DOOOOOOOOOOOOM BULLETS

Injury item. So the thing is this:

Boo Boo[1]

Hoover Street Rag

It's the same thing that knocked him out briefly against Illinois. 

"He's got that nerve (injury), he hits it the wrong way (or) gets hit (and it's hard)," Hoke said. "The difference (today) was he didn't come back in. But, he gets better as the game goes on." …

Asked whether or not he was concerned Robinson wouldn't be available next week, Hoke replied "No." He also said the normal rehabilitation process for this type of injury is mainly rest and time.

He'll probably be fine by Tuesday and start against Gophers. Every time his elbow brushes up against the softest kitten in Minnesota the collective intake of breath will be audible. Sounds fun, and by "fun" I mean "paralyzing."

Frank Clark is also expected to be back next week, which is good because Mario Ojemudia limped off the field Saturday and was spotted in a boot today. He's probably sprained his ankle and won't be available. 

brady-hoke-epic-double-point_thumb_3_thumbBrady Hoke Epic Double Point Of The Week. Craig Roh. Beastmode sack, generally unblockable, got a number of those stat things for himself instead of everyone else, as he usually does.

Honorable mention. Quinton Washington, Desmond Morgan, Kenny Demens.

Epic Double Point standings.

3: Jake Ryan (ND, Purdue, Illinois)

2: Denard Robinson (Air Force, UMass)

1: Jeremy Gallon(Alabama), Drew Dileo (Michigan State), Craig Roh(Nebraska).
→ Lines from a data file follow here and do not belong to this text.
use std::sync::LazyLock;

use crate::job_market::{JobPosting, RoleMarket};

#[allow(clippy::too_many_arguments)]
const fn posting(
    id: &'static str,
    title: &'static str,
    company: &'static str,
    location: &'static str,
    salary: &'static str,
    posted: &'static str,
    skills: &'static [&'static str],
    description: &'static str,
) -> JobPosting {
    JobPosting {
        id,
        title,
        company,
        location,
        employment_type: "Full-time",
        salary,
        posted,
        skills,
        description,
        url: "#",
    }
}

pub static ROLE_MARKETS: LazyLock<Vec<(&'static str, RoleMarket)>> = LazyLock::new(|| {
    vec![
        (
            "Software Developer",
            RoleMarket {
                total_jobs: 1245,
                growth_rate: "+15%",
                avg_salary: "£45,000",
                top_locations: &["London", "Manchester", "Edinburgh", "Remote"],
                trending: true,
                jobs: vec![
                    posting(
                        "sd1",
                        "Junior Software Developer",
                        "TechStart UK",
                        "Manchester",
                        "£28,000 - £35,000",
                        "2 days ago",
                        &["JavaScript", "React", "Node.js", "Git"],
                        "Exciting opportunity for a junior developer to join our growing team...",
                    ),
                    posting(
                        "sd2",
                        "Software Engineer",
                        "Global Solutions Ltd",
                        "London",
                        "£45,000 - £60,000",
                        "1 week ago",
                        &["TypeScript", "React", "AWS", "CI/CD"],
                        "Looking for an experienced software engineer to help build our next-generation platform...",
                    ),
                    posting(
                        "sd3",
                        "Graduate Software Developer",
                        "Lancaster Digital",
                        "Lancaster",
                        "£25,000 - £30,000",
                        "3 days ago",
                        &["JavaScript", "HTML/CSS", "Git", "Problem Solving"],
                        "Great opportunity for recent graduates to start their career in software development...",
                    ),
                ],
            },
        ),
        (
            "Data Scientist",
            RoleMarket {
                total_jobs: 856,
                growth_rate: "+22%",
                avg_salary: "£52,000",
                top_locations: &["London", "Cambridge", "Manchester", "Remote"],
                trending: true,
                jobs: vec![
                    posting(
                        "ds1",
                        "Junior Data Scientist",
                        "DataInsight",
                        "Cambridge",
                        "£35,000 - £42,000",
                        "1 week ago",
                        &["Python", "SQL", "Statistics", "Machine Learning"],
                        "Join our data science team and help extract insights from complex datasets...",
                    ),
                    posting(
                        "ds2",
                        "Data Scientist",
                        "FinTech Innovations",
                        "London",
                        "£50,000 - £65,000",
                        "3 days ago",
                        &["Python", "R", "Machine Learning", "Deep Learning", "SQL"],
                        "Looking for a data scientist to develop predictive models for financial services...",
                    ),
                    posting(
                        "ds3",
                        "Graduate Data Scientist",
                        "Research Analytics",
                        "Manchester",
                        "£28,000 - £32,000",
                        "5 days ago",
                        &["Python", "Statistics", "Data Visualization", "SQL"],
                        "Excellent opportunity for graduates with strong analytical skills...",
                    ),
                ],
            },
        ),
        (
            "Frontend Developer",
            RoleMarket {
                total_jobs: 978,
                growth_rate: "+12%",
                avg_salary: "£42,000",
                top_locations: &["London", "Manchester", "Bristol", "Remote"],
                trending: false,
                jobs: vec![
                    posting(
                        "fd1",
                        "Frontend Developer",
                        "WebSolutions",
                        "Bristol",
                        "£35,000 - £45,000",
                        "1 week ago",
                        &["React", "JavaScript", "HTML/CSS", "Responsive Design"],
                        "Join our creative team building beautiful and responsive web interfaces...",
                    ),
                    posting(
                        "fd2",
                        "UI Developer",
                        "Creative Digital",
                        "London",
                        "£40,000 - £50,000",
                        "2 days ago",
                        &["JavaScript", "React", "CSS", "UI/UX"],
                        "Looking for a talented UI developer to create engaging user experiences...",
                    ),
                    posting(
                        "fd3",
                        "Junior Frontend Developer",
                        "Tech Innovations",
                        "Manchester",
                        "£25,000 - £32,000",
                        "3 days ago",
                        &["HTML", "CSS", "JavaScript", "React"],
                        "Great opportunity for a junior developer to grow their frontend skills...",
                    ),
                ],
            },
        ),
        (
            "Cybersecurity Analyst",
            RoleMarket {
                total_jobs: 645,
                growth_rate: "+25%",
                avg_salary: "£48,000",
                top_locations: &["London", "Edinburgh", "Manchester", "Remote"],
                trending: true,
                jobs: vec![
                    posting(
                        "ca1",
                        "Cybersecurity Analyst",
                        "SecureNet",
                        "London",
                        "£45,000 - £55,000",
                        "3 days ago",
                        &["Network Security", "Threat Analysis", "Security Tools", "Incident Response"],
                        "Join our security team to protect critical infrastructure and data...",
                    ),
                    posting(
                        "ca2",
                        "Information Security Specialist",
                        "FinSecure",
                        "Edinburgh",
                        "£50,000 - £65,000",
                        "1 week ago",
                        &["Security Auditing", "Penetration Testing", "Risk Assessment", "Compliance"],
                        "Looking for a security specialist to strengthen our financial systems...",
                    ),
                    posting(
                        "ca3",
                        "Junior Security Analyst",
                        "Cyber Defense Ltd",
                        "Manchester",
                        "£30,000 - £38,000",
                        "5 days ago",
                        &["Network Security", "Security Monitoring", "Incident Response", "Security Tools"],
                        "Great opportunity for someone starting their career in cybersecurity...",
                    ),
                ],
            },
        ),
        (
            "UX Designer",
            RoleMarket {
                total_jobs: 532,
                growth_rate: "+10%",
                avg_salary: "£40,000",
                top_locations: &["London", "Manchester", "Bristol", "Remote"],
                trending: false,
                jobs: vec![
                    posting(
                        "ux1",
                        "UX Designer",
                        "Design Innovation",
                        "London",
                        "£38,000 - £48,000",
                        "1 week ago",
                        &["User Research", "Wireframing", "Prototyping", "Usability Testing"],
                        "Join our design team to create exceptional user experiences...",
                    ),
                    posting(
                        "ux2",
                        "UI/UX Designer",
                        "Creative Solutions",
                        "Bristol",
                        "£35,000 - £45,000",
                        "3 days ago",
                        &["UI Design", "UX Research", "Figma", "Adobe XD"],
                        "Looking for a talented designer to create beautiful and functional interfaces...",
                    ),
                    posting(
                        "ux3",
                        "Junior UX Designer",
                        "Digital Experiences",
                        "Manchester",
                        "£25,000 - £32,000",
                        "2 days ago",
                        &["Wireframing", "User Research", "Prototyping", "Design Thinking"],
                        "Great opportunity for someone starting their career in UX design...",
                    ),
                ],
            },
        ),
    ]
});

pub static DEFAULT_MARKET: LazyLock<RoleMarket> = LazyLock::new(|| RoleMarket {
    total_jobs: 250,
    growth_rate: "+5%",
    avg_salary: "£35,000",
    top_locations: &["London", "Manchester", "Remote"],
    trending: false,
    jobs: vec![JobPosting {
        id: "default1",
        title: "Entry Level Position",
        company: "Various Companies",
        location: "Multiple Locations",
        employment_type: "Full-time",
        salary: "Competitive",
        posted: "Recently",
        skills: &["Relevant Skills"],
        description: "Various opportunities available in this field...",
        url: "#",
    }],
});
We won time of possession! WOOOOOOOOOOOOO

Time of possession is a garbage stat.

That said, there is a clear narrative of decline in the defensive performance. Nebraska's first eight drives gained a total of 148 yards. Their last four gained 178. It's not easy going out there after a blizzard of three-and-outs. This would be better measured by plays instead of TOP.

 

 

BLAME BLAME BLAME BLAME. Why are we here at QB? LET'S BLAME PEOPLE WOO

  • Rodriguez's horrible recruiting at the skill positions: 40%. If Michigan has a decent deep threat at WR, Gardner is playing QB and Michigan may salvage that game. Instead, RR recruited receivers are… 2011: nobody. 2010: Jeremy Jackson, Ricardo Miller, Jerald Robinson, DJ Williamson. 2009: Je'Ron Stokes. The only one of those guys to see the field is Jackson, and he's essentially a skinny tight end. That 2011 class may not be RR's fault, because there were…
  • Unavoidable transition costs: 10%. RR's WR recruiting would look slightly better if Sammy Watkins was included in that group, but once he got fired Watkins was gone.
  • Darryl Stonum's inability to just do what the court tells him to: 10%. Relevant to previous two bullets: we're desperate for a guy who has three catches for Baylor. Baylor's offense is pretty good, but he can't even get on the field.
  • The Process: 20%. Maybe Michigan gets a guy more ready to play if they're not scrambling with three weeks left. Maybe Michigan recruits one dang WR in 2011.
  • Hoke not taking a quarterback last year: 10%. Always take one every year. If Michigan has another freshman around maybe he's better than Bellomy.
  • Hoke inexplicably passing on Devin Lucien: 10%. Lucien has 10 catches as a sophomore for 6-2 UCLA and their #12 offense. He still wanted to commit to Michigan after the transition, and Michigan said no by saying they wanted him to play DB.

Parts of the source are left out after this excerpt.